Zafer Günü’nün 70. Yıldönümü

İlerici insanlık, tüm dünyada, bu yıl, Sovyet Kızıl Ordusu’nun Hitler Faşizmi’ni yenmesinin yetmişinci yıl dönümünü kutluyor. Tarih olarak F. Almanya’da 8 Mayıs, Rusya Federasyonu’nda ise 9 Mayıs resmi tatil günüdür. Arada bir gün fark olması, Kızıl Ordu’nun Berlin’de Reichstag binasının burcuna kızıl Sovyet Bayrağını diktiği anın saat ve gün farkı dolayısıyla o zamanki Almanya’da 8 Mayıs, Sovyetler Birliği’nde ise 9 Mayıs tarihine tekabül etmesidir.

Federal Almanya’da bu gün çok uzun yıllar aslında zoraki kutlandı. Resmiyette adına “Zafer Günü” denmedi. “Nazizmin Yıkılış Günü” olarak adlandırıldı. Bu, bugün de böyle. Sovyetler Birliği, ve bugünkü Rusya Federasyonu’nda ise her zaman çok önemli bir tarih olarak, “Zafer Günü” olarak kutlandı. Sovyetler Birliği’nin yıkılması bu geleneği değiştirmedi. Bugün de, 9 Mayıs, Rusya’nın en ücra köşelerinde dahi büyük bir coşku ile kutlanmaktadır. Her il ve ilçede, Sovyet döneminin sembollerinin, orak çekiçli kızıl bayrakların, Lenin ve Stalin resimlerinin taşındığı askeri törenler ile başlar kutlamalar. Kızıl Ordu emektarları (veteranlar) törenlerde, Kızıl Ordu üniformaları ile yer alır. Şehirler, rayonlar, köyler, mahalleler, trenler, tramvaylar, Stalin portreleri ve Kızıl Ordu flamaları ile süslenir. Zannedersiniz ki Sovyet döneminde yaşıyorsunuz. Resmi törenlerden sonra mahallelerde, parklarda, merkezi meydanlarda sokak şenlikleri düzenlenir ve kutlamalar gecenin geç saatlerine kadar sürer.

Zafer Günü”nün mimarları Stalin yoldaş ve Mareşal Georgi Jukov yoldaşa saygı.Federal Almanya’da zoraki kutlamalar, Parlamentoda yapılan özel bir oturum ve anıtlara konan resmi çelenk törenlerinden ibarettir.

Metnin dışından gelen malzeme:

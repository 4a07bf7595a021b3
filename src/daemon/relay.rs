//! Log correlation adapter.
//!
//! Routes log output produced during a request through the same sink as, and
//! strictly before, that request's response. The relay owns the "current
//! operation" slot; [`WorkerSession::run`](super::session::WorkerSession::run)
//! enters an operation for the duration of a request via a scope guard, and
//! the [`RelayLayer`] installed in the worker's tracing subscriber tags every
//! log event with whatever operation is current - including events emitted by
//! code with no awareness of request boundaries.

use std::sync::{Arc, Mutex};

use thiserror::Error;
use tokio::sync::mpsc::UnboundedSender;
use tracing::Level;
use tracing_subscriber::layer::Context;

use super::protocol::{LogEvent, OperationId, Response, WorkerEvent};

#[derive(Debug, Error)]
pub enum RelayError {
    #[error("correlation context poisoned")]
    Poisoned,
}

struct RelayInner {
    sink: UnboundedSender<WorkerEvent>,
    current: Mutex<Option<OperationId>>,
}

/// Shared handle to the worker's single outgoing event channel.
#[derive(Clone)]
pub struct LogRelay {
    inner: Arc<RelayInner>,
}

impl LogRelay {
    pub fn new(sink: UnboundedSender<WorkerEvent>) -> Self {
        Self {
            inner: Arc::new(RelayInner {
                sink,
                current: Mutex::new(None),
            }),
        }
    }

    /// Enter `operation` for the duration of the returned guard. The guard
    /// clears the slot on drop, so the operation is released on every exit
    /// path.
    pub fn enter(&self, operation: OperationId) -> Result<OperationGuard<'_>, RelayError> {
        let mut slot = self
            .inner
            .current
            .lock()
            .map_err(|_| RelayError::Poisoned)?;
        *slot = Some(operation);
        drop(slot);
        Ok(OperationGuard { relay: self })
    }

    /// The operation currently being executed, if any.
    pub fn current(&self) -> Option<OperationId> {
        self.inner.current.lock().ok().and_then(|slot| *slot)
    }

    /// Clear any ambient operation. Safe to call from any thread.
    pub fn clear(&self) {
        if let Ok(mut slot) = self.inner.current.lock() {
            *slot = None;
        }
    }

    /// Queue a log line behind any output already queued and ahead of any
    /// later response. Best effort: a closed sink means the controller is
    /// gone and there is nobody left to log to.
    pub fn log(&self, level: Level, message: String) {
        let event = LogEvent {
            operation: self.current(),
            level: level.to_string(),
            message,
        };
        let _ = self.inner.sink.send(WorkerEvent::Log(event));
    }

    /// Queue a response. Returns false if the sink is closed.
    pub fn respond(&self, response: Response) -> bool {
        self.inner.sink.send(WorkerEvent::Response(response)).is_ok()
    }
}

pub struct OperationGuard<'a> {
    relay: &'a LogRelay,
}

impl Drop for OperationGuard<'_> {
    fn drop(&mut self) {
        self.relay.clear();
    }
}

/// Problem-reporting facade handed to work handlers through the service
/// scope. Reports travel the response channel, so they interleave correctly
/// with request outcomes on the receiving side.
#[derive(Clone)]
pub struct ProblemReporter {
    relay: LogRelay,
}

impl ProblemReporter {
    pub fn new(relay: LogRelay) -> Self {
        Self { relay }
    }

    pub fn report(&self, message: impl Into<String>) {
        self.relay.log(Level::WARN, message.into());
    }
}

/// Tracing layer that forwards formatted events into the relay.
///
/// Installed in the worker binary's subscriber alongside the file layer, so
/// ordinary `tracing` macros in work implementations reach the controller
/// without those implementations knowing about the transport.
pub struct RelayLayer {
    relay: LogRelay,
}

impl RelayLayer {
    pub fn new(relay: LogRelay) -> Self {
        Self { relay }
    }
}

impl<S: tracing::Subscriber> tracing_subscriber::layer::Layer<S> for RelayLayer {
    fn on_event(&self, event: &tracing::Event<'_>, _ctx: Context<'_, S>) {
        let mut visitor = MessageVisitor::default();
        event.record(&mut visitor);
        if !visitor.message.is_empty() {
            self.relay.log(*event.metadata().level(), visitor.message);
        }
    }
}

#[derive(Default)]
struct MessageVisitor {
    message: String,
}

impl tracing::field::Visit for MessageVisitor {
    fn record_str(&mut self, field: &tracing::field::Field, value: &str) {
        if field.name() == "message" {
            self.message = value.to_string();
        }
    }

    fn record_debug(&mut self, field: &tracing::field::Field, value: &dyn std::fmt::Debug) {
        if field.name() == "message" {
            self.message = format!("{value:?}");
        }
    }
}

#[cfg(test)]
mod tests {
    use super::*;
    use crate::daemon::protocol::Outcome;
    use tokio::sync::mpsc;
    use tracing_subscriber::layer::SubscriberExt;

    #[test]
    fn test_guard_clears_on_drop() {
        let (sink, _events) = mpsc::unbounded_channel();
        let relay = LogRelay::new(sink);
        let operation = OperationId::new();

        {
            let _guard = relay.enter(operation).unwrap();
            assert_eq!(relay.current(), Some(operation));
        }
        assert_eq!(relay.current(), None);
    }

    #[test]
    fn test_log_tagged_with_current_operation() {
        let (sink, mut events) = mpsc::unbounded_channel();
        let relay = LogRelay::new(sink);
        let operation = OperationId::new();

        relay.log(Level::INFO, "before".into());
        {
            let _guard = relay.enter(operation).unwrap();
            relay.log(Level::INFO, "during".into());
        }

        let WorkerEvent::Log(before) = events.try_recv().unwrap() else {
            panic!("expected Log");
        };
        assert_eq!(before.operation, None);

        let WorkerEvent::Log(during) = events.try_recv().unwrap() else {
            panic!("expected Log");
        };
        assert_eq!(during.operation, Some(operation));
        assert_eq!(during.level, "INFO");
    }

    #[test]
    fn test_logs_precede_response_in_channel_order() {
        let (sink, mut events) = mpsc::unbounded_channel();
        let relay = LogRelay::new(sink);
        let operation = OperationId::new();

        {
            let _guard = relay.enter(operation).unwrap();
            relay.log(Level::INFO, "working".into());
        }
        relay.respond(Response {
            operation,
            outcome: Outcome::Completed {
                result: serde_json::json!(null),
            },
        });

        assert!(matches!(events.try_recv().unwrap(), WorkerEvent::Log(_)));
        assert!(matches!(
            events.try_recv().unwrap(),
            WorkerEvent::Response(_)
        ));
    }

    #[test]
    fn test_relay_layer_forwards_tracing_events() {
        let (sink, mut events) = mpsc::unbounded_channel();
        let relay = LogRelay::new(sink);
        let subscriber =
            tracing_subscriber::registry().with(RelayLayer::new(relay.clone()));

        let operation = OperationId::new();
        tracing::subscriber::with_default(subscriber, || {
            let _guard = relay.enter(operation).unwrap();
            tracing::info!("from unaware code");
        });

        let WorkerEvent::Log(log) = events.try_recv().unwrap() else {
            panic!("expected Log");
        };
        assert_eq!(log.operation, Some(operation));
        assert_eq!(log.message, "from unaware code");
    }

    #[test]
    fn test_problem_reporter_uses_response_channel() {
        let (sink, mut events) = mpsc::unbounded_channel();
        let relay = LogRelay::new(sink);
        let reporter = ProblemReporter::new(relay);

        reporter.report("work input looks odd");

        let WorkerEvent::Log(log) = events.try_recv().unwrap() else {
            panic!("expected Log");
        };
        assert_eq!(log.level, "WARN");
        assert_eq!(log.message, "work input looks odd");
    }
}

Sadece ülkenin diri güçleri, komünistler ve kısmen sosyalistler bu gün itibarı ile toplantılar, yürüyüşler, mitingler, anma etkinlikleri düzenlerler. Demokratik Alman Cumhuriyeti’nden kalma Meçhul Asker Anıtlarında, sönmeyen ateşin etrafında toplanır, çelenk koyarlar ve saygı duruşunda bulunurlar. Berlin’de Unter den Linden Bulvarında, Meçhul Asker Anıtında uzun kuyruklar oluşur. Yine Unter den Linden Bulvarında olan eski Sovyet şimdiki Rusya Federasyonu Büyük Elçilik binasında Alman politikacıların da katıldığı çok geniş katılımlı, büyük bir anma ve kutlama resepsiyonu gerçekleştirilir. Bugün Rusya Federasyonu Büyük Elçiliği olan tarihi devasa kompleks, bir zamanlar, tam da 8 Mayıs’ta Hitler faşizminin yenilgisinden sonra, Sovyet İşgal Bölgesi olan o zamanki Almanya’nın doğusunun ana Karargahı idi. Bahçesinde ve girişinde halen Lenin anıtı yer almaktadır.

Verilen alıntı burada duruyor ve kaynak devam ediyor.